Hey, everyone. I hope you’re all okay and staying stage during this crazy pandemic. I was hoping I could get some advice?

Since August I’ve been having problems with fluid retention in my legs. They get very swollen and very painful. They usually stay like that for a week or two, then it completely disappears... And comes back some weeks later. This has happened three times now (currently experiencing the third episode as I’m writing this). The last time it happened, my doctor arranged for me to have some blood tests to check for fluid around my heart. The result came back with only a little, so it’s a low rated risk of heart failure.

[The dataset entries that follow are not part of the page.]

use axum::{extract::State, http::StatusCode, Json};

use crate::handlers::{api_error, ApiError};
use crate::models::setup::{SetupStatusUpdate, SetupStatusView};
use crate::AppState;

pub async fn get_setup(State(state): State<AppState>) -> Json<SetupStatusView> {
    Json(SetupStatusView::from(&state.data_access.setup_status()))
}

/// POST /api/setup with any subset of the two flags
pub async fn update_setup(
    State(state): State<AppState>,
    Json(update): Json<SetupStatusUpdate>,
) -> Result<Json<SetupStatusView>, ApiError> {
    match state.data_access.update_setup_status(update).await {
        Ok(status) => Ok(Json(SetupStatusView::from(&status))),
        Err(e) => {
            tracing::error!("Failed to persist setup status: {}", e);
            Err(api_error(
                StatusCode::INTERNAL_SERVER_ERROR,
                format!("setup status updated but not persisted: {}", e),
            ))
        }
    }
}
pub mod data;
pub mod error_record;
pub mod setup;
pub mod sync;
pub mod token;

use serde::{Deserialize, Serialize};

/// Generic error body for the operator HTTP surface
#[derive(Debug, Clone, Serialize, Deserialize)]
pub struct ErrorResponse {
    pub error: String,
}

#[derive(Debug, Clone, Serialize, Deserialize)]
pub struct HealthResponse {
    pub status: String,
    pub setup_phase: setup::SetupPhase,
    pub running_runs: usize,
    pub tenants: Vec<token::TokenSummary>,
    pub shutting_down: bool,
}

But that same doctor said that if it happened again she would likely put me on water tablets, like furosemide.

But... I already pee so so much. During the day it’s nearly once every hour and during the night I have been known to get up THIRTEEN times! Which is crazy all by it’s self. The way that water tablets work is that it makes the fluid in your legs get peed out, instead of just sitting in the limb. So, naturally, water tablets make you pee A LOT.

I don’t know if I’ll be able to cope with it. It’s hard enough now, having to pee all the time and then worry every time I leave the house in case I end up not being close enough to a bathroom...

What do you think I should do? I wear compression stockings and I do leg exercises and massage them as best as I can.

Any advice or tips would be greatly appreciated. Stay safe, my lovelies.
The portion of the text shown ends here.